Problem: Could you find every line in the entries below that holds the word "report" and copy it?

Data extract:

//! Account management end to end, plus idempotence laws the
//! filesystem and user tables must uphold.

mod common;

use common::boot_device;

#[test]
fn useradd_m_creates_home_and_passwd_row() {
    let mut device = boot_device();
    assert_eq!(device.execute("useradd -m alice"), "");

    // The default account took uid 1000, so alice lands on 1001
    //.
    let passwd = device.execute("cat /etc/passwd");
    assert!(passwd.contains("alice:x:1001:"), "passwd:\n{passwd}");

    let out = device.execute("id alice");
    assert_eq!(out, "uid=1001(alice) gid=1001(alice) groups=1001(alice)\n");

    let home = device.execute("ls -a /home/alice");
    for dotfile in [".bashrc", ".bash_logout", ".profile"] {
        assert!(home.contains(dotfile), "missing {dotfile} in:\n{home}");
    }
    let stat = device.execute("stat -c %U /home/alice");
    assert_eq!(stat.trim(), "alice");
}

#[test]
fn useradd_userdel_restores_user_table() {
    let mut device = boot_device();
    let before = device.execute("cat /etc/passwd");
    device.execute("useradd bob");
    device.execute("userdel bob");
    let after = device.execute("cat /etc/passwd");
    assert_eq!(before, after);
}

#[test]
fn shadow_tracks_lock_state_and_password() {
    let mut device = boot_device();
    device.execute("useradd carol");
    let shadow = device.execute("cat /etc/shadow");
    assert!(shadow.contains("carol:!"), "new accounts start locked:\n{shadow}");

    device.execute("passwd carol");
    let shadow = device.execute("cat /etc/shadow");
    assert!(shadow.contains("carol:$6$"), "password hash recorded:\n{shadow}");
}

#[test]
fn group_membership_flows_through_gpasswd() {
    let mut device = boot_device();
    device.execute("useradd dave");
    device.execute("groupadd crew");
    device.execute("gpasswd -a dave crew");

    assert!(device.execute("groups dave").contains("crew"));
    assert!(device.execute("getent group crew").contains("dave"));

    device.execute("gpasswd -d dave crew");
    assert!(!device.execute("groups dave").contains("crew"));
}

#[test]
fn setuid_bit_shows_in_listing() {
    let mut device = boot_device();
    device.execute("chmod u+s /usr/bin/ls");
    let out = device.execute("ls -l /usr/bin/ls");
    let perm = out.split_whitespace().next().expect("permission column");
    assert_eq!(perm, "-rwsr-xr-x");
}

#[test]
fn cp_rm_restores_inode_count() {
    let mut device = boot_device();
    device.execute("echo data > /tmp/a");
    let before = device.vfs().inode_count();
    device.execute("cp /tmp/a /tmp/b");
    device.execute("rm /tmp/b");
    assert_eq!(device.vfs().inode_count(), before);
}

#[test]
fn mv_there_and_back_is_observably_identity() {
    let mut device = boot_device();
    device.execute("echo data > /tmp/a");
    let before = device.execute("stat -c '%n %i %s %a' /tmp/a");
    device.execute("mv /tmp/a /tmp/b");
    device.execute("mv /tmp/b /tmp/a");
    let after = device.execute("stat -c '%n %i %s %a' /tmp/a");
    assert_eq!(before, after);
    assert_eq!(device.execute("cat /tmp/a"), "data\n");
}

#[test]
fn chmod_is_idempotent() {
    let mut device = boot_device();
    device.execute("touch /tmp/f");
    device.execute("chmod 755 /tmp/f");
    let first = device.execute("stat -c %a /tmp/f");
    device.execute("chmod 755 /tmp/f");
    let second = device.execute("stat -c %a /tmp/f");
    assert_eq!(first, second);
    assert_eq!(first.trim(), "755");
}

#[test]
fn mkdir_rmdir_restores_inode_count() {
    let mut device = boot_device();
    let before = device.vfs().inode_count();
    device.execute("mkdir /tmp/scratch");
    device.execute("rmdir /tmp/scratch");
    assert_eq!(device.vfs().inode_count(), before);
}

#[test]
fn hard_link_shares_inode_until_last_name_drops() {
    let mut device = boot_device();
    device.execute("echo shared > /tmp/orig");
    device.execute("ln /tmp/orig /tmp/alias");

    let orig = device.execute("stat -c %i /tmp/orig");
    let alias = device.execute("stat -c %i /tmp/alias");
    assert_eq!(orig, alias);
    assert_eq!(device.execute("stat -c %h /tmp/orig").trim(), "2");

    device.execute("rm /tmp/orig");
    assert_eq!(device.execute("cat /tmp/alias"), "shared\n");
    assert_eq!(device.execute("stat -c %h /tmp/alias").trim(), "1");
}

#[test]
fn find_filters_by_name_and_user() {
    let mut device = boot_device();
    device.execute("useradd -m erin");
    device.execute("mkdir /tmp/data");
    device.execute("touch /tmp/data/report.txt /tmp/data/notes.md");

    let out = device.execute("find /tmp/data -name *.txt");
    assert_eq!(out.trim(), "/tmp/data/report.txt");

    let out = device.execute("find /home -user erin -type d");
    assert!(out.contains("/home/erin"));
}

#[test]
fn who_and_whoami_follow_su() {
    let mut device = boot_device();
    assert_eq!(device.execute("whoami"), "root\n");
    device.execute("su admin");
    assert_eq!(device.execute("whoami"), "admin\n");
    assert!(device.execute("who").starts_with("admin"));
    device.execute("exit");
}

Solution below:
    device.execute("touch /tmp/data/report.txt /tmp/data/notes.md");
    assert_eq!(out.trim(), "/tmp/data/report.txt");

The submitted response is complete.